WHAT THE TASK REQUIRES: Quote each record exactly, please, leaving none out.

------------------------------------

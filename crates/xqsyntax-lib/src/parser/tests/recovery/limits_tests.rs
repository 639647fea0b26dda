use xqsyntax_core::SourceText;

use crate::Error;
use crate::diagnostics::DiagnosticKind;
use crate::parser::{Parser, SyntaxKind};

fn nested_parens(depth: usize) -> String {
    format!("{}1{}", "(".repeat(depth), ")".repeat(depth))
}

#[test]
fn nesting_limit_wraps_rest_in_one_error() {
    let source = SourceText::from("((1))");

    let parse = Parser::for_source(&source)
        .with_recursion_limit(2)
        .parse()
        .unwrap();

    insta::assert_snapshot!(parse.dump_cst(), @r#"
    Module
      MainModule
        QueryBody
          ParenthesizedExpr
            ParenOpen "("
            ParenthesizedExpr
              ParenOpen "("
              Error: nesting too deep
                IntegerLiteral "1"
                ParenClose ")"
                ParenClose ")"
    "#);
}

#[test]
fn nesting_limit_reports_once() {
    let input = nested_parens(40);
    let source = SourceText::from(input.as_str());

    let parse = Parser::for_source(&source)
        .with_recursion_limit(16)
        .parse()
        .unwrap();

    let kinds: Vec<_> = parse.diagnostics().iter().map(|d| d.kind()).collect();
    assert_eq!(kinds, [DiagnosticKind::NestingTooDeep]);
    assert_eq!(parse.leaf_text(), input);
}

#[test]
fn default_limit_accepts_moderate_nesting() {
    let input = nested_parens(50);
    let source = SourceText::from(input.as_str());

    let parse = Parser::for_source(&source).parse().unwrap();

    assert!(parse.is_valid());
}

#[test]
fn exec_fuel_exhausted() {
    let source = SourceText::from("1 + 2 + 3");

    let result = Parser::for_source(&source).with_exec_fuel(Some(3)).parse();

    assert_eq!(result.err(), Some(Error::ExecFuelExhausted));
}

#[test]
fn exec_fuel_counts_consumed_tokens() {
    let source = SourceText::from("1 + 2 + 3");

    let parse = Parser::for_source(&source)
        .with_exec_fuel(Some(100))
        .parse()
        .unwrap();

    assert_eq!(parse.exec_fuel_consumed(), 5);
}

#[test]
fn no_fuel_limit_reports_zero() {
    let source = SourceText::from("1 + 2");

    let parse = Parser::for_source(&source).parse().unwrap();

    assert_eq!(parse.exec_fuel_consumed(), 0);
}

#[test]
fn completing_token_kind_is_internal_defect() {
    let source = SourceText::from("1");
    let mut parser = Parser::for_source(&source);

    let m = parser.start();
    m.complete(&mut parser, SyntaxKind::Plus);

    assert_eq!(
        parser.parse().err(),
        Some(Error::InvalidNodeKind(SyntaxKind::Plus))
    );
}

------------------------------------

OUTPUT FOR THIS TASK:
filename crates/xqsyntax-lib/src/parser/tests/recovery/limits_tests.rs
repository 639647fea0b26dda
use xqsyntax_core::SourceText;

use crate::Error;
use crate::diagnostics::DiagnosticKind;
use crate::parser::{Parser, SyntaxKind};

fn nested_parens(depth: usize) -> String {
    format!("{}1{}", "(".repeat(depth), ")".repeat(depth))
}

#[test]
fn nesting_limit_wraps_rest_in_one_error() {
    let source = SourceText::from("((1))");

    let parse = Parser::for_source(&source)
        .with_recursion_limit(2)
        .parse()
        .unwrap();

    insta::assert_snapshot!(parse.dump_cst(), @r#"
    Module
      MainModule
        QueryBody
          ParenthesizedExpr
            ParenOpen "("
            ParenthesizedExpr
              ParenOpen "("
              Error: nesting too deep
                IntegerLiteral "1"
                ParenClose ")"
                ParenClose ")"
    "#);
}

#[test]
fn nesting_limit_reports_once() {
    let input = nested_parens(40);
    let source = SourceText::from(input.as_str());

    let parse = Parser::for_source(&source)
        .with_recursion_limit(16)
        .parse()
        .unwrap();

    let kinds: Vec<_> = parse.diagnostics().iter().map(|d| d.kind()).collect();
    assert_eq!(kinds, [DiagnosticKind::NestingTooDeep]);
    assert_eq!(parse.leaf_text(), input);
}

#[test]
fn default_limit_accepts_moderate_nesting() {
    let input = nested_parens(50);
    let source = SourceText::from(input.as_str());

    let parse = Parser::for_source(&source).parse().unwrap();

    assert!(parse.is_valid());
}

#[test]
fn exec_fuel_exhausted() {
    let source = SourceText::from("1 + 2 + 3");

    let result = Parser::for_source(&source).with_exec_fuel(Some(3)).parse();

    assert_eq!(result.err(), Some(Error::ExecFuelExhausted));
}

#[test]
fn exec_fuel_counts_consumed_tokens() {
    let source = SourceText::from("1 + 2 + 3");

    let parse = Parser::for_source(&source)
        .with_exec_fuel(Some(100))
        .parse()
        .unwrap();

    assert_eq!(parse.exec_fuel_consumed(), 5);
}

#[test]
fn no_fuel_limit_reports_zero() {
    let source = SourceText::from("1 + 2");

    let parse = Parser::for_source(&source).parse().unwrap();

    assert_eq!(parse.exec_fuel_consumed(), 0);
}

#[test]
fn completing_token_kind_is_internal_defect() {
    let source = SourceText::from("1");
    let mut parser = Parser::for_source(&source);

    let m = parser.start();
    m.complete(&mut parser, SyntaxKind::Plus);

    assert_eq!(
        parser.parse().err(),
        Some(Error::InvalidNodeKind(SyntaxKind::Plus))
    );
}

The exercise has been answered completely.